**What this task involves**. From the data below, please reproduce exactly everything from the line that contains "port line source" down to the line that contains "#[derive(Debug, Clone, PartialEq, Eq)]", with both ends included.

**Given records**.
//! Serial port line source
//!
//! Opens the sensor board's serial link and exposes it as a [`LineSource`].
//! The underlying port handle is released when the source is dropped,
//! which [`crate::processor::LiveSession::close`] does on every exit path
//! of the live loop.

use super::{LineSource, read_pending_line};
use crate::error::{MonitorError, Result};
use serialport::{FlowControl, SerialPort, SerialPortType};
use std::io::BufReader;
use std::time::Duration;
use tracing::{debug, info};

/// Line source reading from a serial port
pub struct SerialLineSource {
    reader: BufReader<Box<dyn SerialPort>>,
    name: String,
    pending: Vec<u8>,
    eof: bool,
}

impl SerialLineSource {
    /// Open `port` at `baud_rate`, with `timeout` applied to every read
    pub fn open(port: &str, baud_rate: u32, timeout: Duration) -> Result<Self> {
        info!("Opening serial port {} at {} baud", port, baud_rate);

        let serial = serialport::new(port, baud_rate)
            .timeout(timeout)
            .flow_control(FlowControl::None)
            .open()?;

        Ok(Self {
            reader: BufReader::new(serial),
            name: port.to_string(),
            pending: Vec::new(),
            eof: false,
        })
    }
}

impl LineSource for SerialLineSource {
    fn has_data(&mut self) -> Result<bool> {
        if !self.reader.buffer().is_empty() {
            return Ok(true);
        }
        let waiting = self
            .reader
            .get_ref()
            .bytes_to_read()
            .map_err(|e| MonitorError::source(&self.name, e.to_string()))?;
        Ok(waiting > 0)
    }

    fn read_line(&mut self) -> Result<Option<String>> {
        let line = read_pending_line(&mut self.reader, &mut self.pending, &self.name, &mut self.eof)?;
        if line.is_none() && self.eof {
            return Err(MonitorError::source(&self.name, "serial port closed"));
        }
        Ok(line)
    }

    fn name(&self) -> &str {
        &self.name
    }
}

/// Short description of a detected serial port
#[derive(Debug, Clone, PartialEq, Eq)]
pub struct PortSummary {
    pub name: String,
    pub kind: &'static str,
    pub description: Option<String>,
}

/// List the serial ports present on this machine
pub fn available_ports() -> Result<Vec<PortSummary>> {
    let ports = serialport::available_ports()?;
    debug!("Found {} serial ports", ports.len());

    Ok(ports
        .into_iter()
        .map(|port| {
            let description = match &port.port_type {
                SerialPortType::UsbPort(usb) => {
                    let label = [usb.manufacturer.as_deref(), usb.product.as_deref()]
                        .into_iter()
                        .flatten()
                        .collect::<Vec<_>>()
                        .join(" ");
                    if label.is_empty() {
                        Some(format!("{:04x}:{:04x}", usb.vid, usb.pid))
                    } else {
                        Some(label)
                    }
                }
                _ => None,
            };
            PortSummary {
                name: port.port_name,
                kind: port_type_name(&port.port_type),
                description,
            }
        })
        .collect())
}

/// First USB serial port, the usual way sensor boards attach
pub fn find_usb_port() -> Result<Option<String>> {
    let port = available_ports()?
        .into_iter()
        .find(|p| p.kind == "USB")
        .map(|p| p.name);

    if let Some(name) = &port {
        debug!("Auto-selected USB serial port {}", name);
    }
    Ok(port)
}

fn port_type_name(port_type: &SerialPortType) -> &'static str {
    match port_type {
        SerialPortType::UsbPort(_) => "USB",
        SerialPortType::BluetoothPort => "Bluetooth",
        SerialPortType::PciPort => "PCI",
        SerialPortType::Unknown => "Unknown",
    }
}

* * *

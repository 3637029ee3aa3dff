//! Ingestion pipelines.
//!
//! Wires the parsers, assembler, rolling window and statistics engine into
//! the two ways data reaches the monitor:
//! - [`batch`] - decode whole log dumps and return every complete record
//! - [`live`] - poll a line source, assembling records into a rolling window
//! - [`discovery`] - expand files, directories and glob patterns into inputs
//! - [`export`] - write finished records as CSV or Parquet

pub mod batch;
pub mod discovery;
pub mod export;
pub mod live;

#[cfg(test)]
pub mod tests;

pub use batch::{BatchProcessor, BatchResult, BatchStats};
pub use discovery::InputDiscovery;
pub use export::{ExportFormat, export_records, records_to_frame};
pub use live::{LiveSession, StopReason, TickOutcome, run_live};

**Finished exercise**.
//! Serial port line source
//!
//! Opens the sensor board's serial link and exposes it as a [`LineSource`].
//! The underlying port handle is released when the source is dropped,
//! which [`crate::processor::LiveSession::close`] does on every exit path
//! of the live loop.

use super::{LineSource, read_pending_line};
use crate::error::{MonitorError, Result};
use serialport::{FlowControl, SerialPort, SerialPortType};
use std::io::BufReader;
use std::time::Duration;
use tracing::{debug, info};

/// Line source reading from a serial port
pub struct SerialLineSource {
    reader: BufReader<Box<dyn SerialPort>>,
    name: String,
    pending: Vec<u8>,
    eof: bool,
}

impl SerialLineSource {
    /// Open `port` at `baud_rate`, with `timeout` applied to every read
    pub fn open(port: &str, baud_rate: u32, timeout: Duration) -> Result<Self> {
        info!("Opening serial port {} at {} baud", port, baud_rate);

        let serial = serialport::new(port, baud_rate)
            .timeout(timeout)
            .flow_control(FlowControl::None)
            .open()?;

        Ok(Self {
            reader: BufReader::new(serial),
            name: port.to_string(),
            pending: Vec::new(),
            eof: false,
        })
    }
}

impl LineSource for SerialLineSource {
    fn has_data(&mut self) -> Result<bool> {
        if !self.reader.buffer().is_empty() {
            return Ok(true);
        }
        let waiting = self
            .reader
            .get_ref()
            .bytes_to_read()
            .map_err(|e| MonitorError::source(&self.name, e.to_string()))?;
        Ok(waiting > 0)
    }

    fn read_line(&mut self) -> Result<Option<String>> {
        let line = read_pending_line(&mut self.reader, &mut self.pending, &self.name, &mut self.eof)?;
        if line.is_none() && self.eof {
            return Err(MonitorError::source(&self.name, "serial port closed"));
        }
        Ok(line)
    }

    fn name(&self) -> &str {
        &self.name
    }
}

/// Short description of a detected serial port
#[derive(Debug, Clone, PartialEq, Eq)]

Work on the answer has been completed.